I'm reading in a fluid dynamics book and in it the author shortens an equation using identities my rusty vector calculus brain cannot reproduce.

$\displaystyle \vec{e} \cdot \frac{\partial}{\partial t}(\rho \vec{u}) = -\nabla\cdot (\rho\vec{u})\cdot\vec{e} - \rho(\vec{u}\cdot\nabla)\vec{u}\cdot\vec{e} - (\nabla p)\cdot\vec{e} + \rho\vec{b}\cdot\vec{e} $

The author turns the left side of the equation into: $\displaystyle -\nabla\cdot(p\vec{e} + \rho\vec{u}(\vec{u}\cdot\vec{e})) + \rho\vec{b}\cdot\vec{e} $

Just to be clear; $\displaystyle \vec{u}$ is a vector valued function,

$\displaystyle \vec{e}$ is a fixed vector,

$\displaystyle \rho, p$ are scalar valued functions.
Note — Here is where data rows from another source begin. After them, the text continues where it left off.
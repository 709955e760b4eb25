//! # spanmark
//!
//! Typed-entity annotation for free text.
//!
//! Scans a block of text for web links, phone numbers, and postal
//! addresses, and returns an ordered list of non-overlapping spans. Each
//! span carries the entity kind, the byte range it covers, the covered
//! substring, a canonical link-target value, and an opaque caller-supplied
//! style token. The original text is never mutated; a rendering layer maps
//! the spans and tokens to its own representation.
//!
//! ## Quick Start
//!
//! ```rust
//! use spanmark::{Annotator, EntityKind, PatternDetector, StyleToken};
//!
//! let annotator = Annotator::builder()
//!     .detector(PatternDetector::new())
//!     .style(EntityKind::Link, StyleToken::new("blue-underline"))
//!     .style(EntityKind::PhoneNumber, StyleToken::new("green-underline"))
//!     .build()
//!     .unwrap();
//!
//! let spans = annotator
//!     .annotate("Call 555-123-4567 or visit https://example.com")
//!     .unwrap();
//!
//! assert_eq!(spans.len(), 2);
//! assert_eq!(spans[0].text, "555-123-4567");
//! assert_eq!(spans[0].value, "5551234567");
//! assert_eq!(spans[1].value, "https://example.com");
//! ```
//!
//! ## Design
//!
//! - **Detection is pluggable**: any type implementing [`Detector`] can
//!   supply raw matches - the bundled [`PatternDetector`] is one
//!   implementation, not the contract. Regex, ML, or platform grammars
//!   all fit behind the same trait.
//! - **Styling is opaque**: the crate passes [`StyleToken`]s through
//!   without interpreting them. Renderers decide what "blue-underline"
//!   means.
//! - **Failure policy**: configuration errors fail fast at build time;
//!   per-span anomalies degrade into data (empty values, suppressed
//!   matches), never into mid-scan errors.
//! - **No I/O**: fully synchronous, no network, no disk, no shared
//!   mutable state. Concurrent calls from multiple threads are
//!   independent.

#![warn(missing_docs)]

mod annotate;
pub mod detect;
mod entity;
mod error;
mod style;

pub use annotate::{AnnotatedSpan, Annotator, AnnotatorBuilder, ConflictStrategy};
pub use detect::PatternDetector;
pub use entity::{AddressFields, EntityKind, MatchFields, RawMatch};
pub use error::{Error, Result};
pub use style::{StyleRules, StyleToken, NEUTRAL_TOKEN};

/// Scans text and reports raw entity matches.
///
/// The entity-recognition grammar itself is out of the annotator's scope;
/// it only consumes a detector's output. Implementations must be pure with
/// respect to the input: byte offsets into `text`, no retained state
/// between calls.
///
/// Within a single pass a detector is expected to return non-overlapping,
/// in-bounds ranges. Overlap *across* detectors is resolved by the
/// annotator's [`ConflictStrategy`].
pub trait Detector: Send + Sync {
    /// Scan `text` and return zero or more raw matches.
    fn detect(&self, text: &str) -> Result<Vec<RawMatch>>;

    /// The entity kinds this detector can report.
    fn supported_kinds(&self) -> Vec<EntityKind>;

    /// Check if the detector is configured and ready.
    ///
    /// [`AnnotatorBuilder::build`] rejects unavailable detectors up front,
    /// so an annotator never discovers a broken layer mid-scan.
    fn is_available(&self) -> bool {
        true
    }

    /// Detector name/identifier.
    fn name(&self) -> &'static str {
        "unknown"
    }

    /// Short human-readable description.
    fn description(&self) -> &'static str {
        "Unknown detector"
    }
}

/// A canned detector for tests and downstream consumers.
///
/// Returns the same matches for every input.
///
/// # Example
///
/// ```rust
/// use spanmark::{MatchFields, MockDetector, RawMatch};
///
/// let mock = MockDetector::new("test-mock").with_matches(vec![
///     RawMatch::with_fields(MatchFields::Link { url: None }, 0, 4),
/// ]);
/// ```
#[derive(Debug, Clone)]
pub struct MockDetector {
    name: &'static str,
    matches: Vec<RawMatch>,
    kinds: Vec<EntityKind>,
    available: bool,
}

impl MockDetector {
    /// Create a new mock detector.
    #[must_use]
    pub fn new(name: &'static str) -> Self {
        Self {
            name,
            matches: Vec::new(),
            kinds: Vec::new(),
            available: true,
        }
    }

    /// Set the matches to return on every call.
    #[must_use]
    pub fn with_matches(mut self, matches: Vec<RawMatch>) -> Self {
        self.matches = matches;
        self
    }

    /// Set the reported supported kinds.
    #[must_use]
    pub fn with_kinds(mut self, kinds: Vec<EntityKind>) -> Self {
        self.kinds = kinds;
        self
    }

    /// Mark the detector unavailable, to exercise fail-fast construction.
    #[must_use]
    pub fn unavailable(mut self) -> Self {
        self.available = false;
        self
    }
}

impl Detector for MockDetector {
    fn detect(&self, _text: &str) -> Result<Vec<RawMatch>> {
        Ok(self.matches.clone())
    }

    fn supported_kinds(&self) -> Vec<EntityKind> {
        self.kinds.clone()
    }

    fn is_available(&self) -> bool {
        self.available
    }

    fn name(&self) -> &'static str {
        self.name
    }

    fn description(&self) -> &'static str {
        "Mock detector for testing"
    }
}

pub mod prelude {
    //! Commonly used items, re-exported for convenience.
    //!
    //! ```rust
    //! use spanmark::prelude::*;
    //!
    //! let annotator = Annotator::with_patterns().unwrap();
    //! let spans = annotator.annotate("visit https://example.com").unwrap();
    //! for span in spans {
    //!     println!("{}: {}", span.kind.as_label(), span.value);
    //! }
    //! ```
    pub use crate::annotate::{AnnotatedSpan, Annotator, AnnotatorBuilder, ConflictStrategy};
    pub use crate::entity::{AddressFields, EntityKind, MatchFields, RawMatch};
    pub use crate::error::{Error, Result};
    pub use crate::style::{StyleRules, StyleToken};
    pub use crate::{Detector, MockDetector, PatternDetector};
}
The first part is fine: $\displaystyle \nabla\cdot (p\vec{e}) = \nabla(p)\cdot\vec{e} + p(\nabla\cdot\vec{e})$

The divergence of a fixed vector is zero and so, $\displaystyle \nabla\cdot (p\vec{e}) = \nabla(p)\cdot\vec{e}$

Next I need to find $\displaystyle \nabla\cdot (\rho\vec{u}(\vec{u}\cdot\vec{e})) $

I am not sure what to do with is. $\displaystyle \rho$ is a scalar valued function, but so is I think $\displaystyle \vec{u}\cdot\vec{e}$. I know of the product rule between a scalar and a vector valued function, but what happens when there are two scalar valued functions?

Any suggestions are welcome, thanks.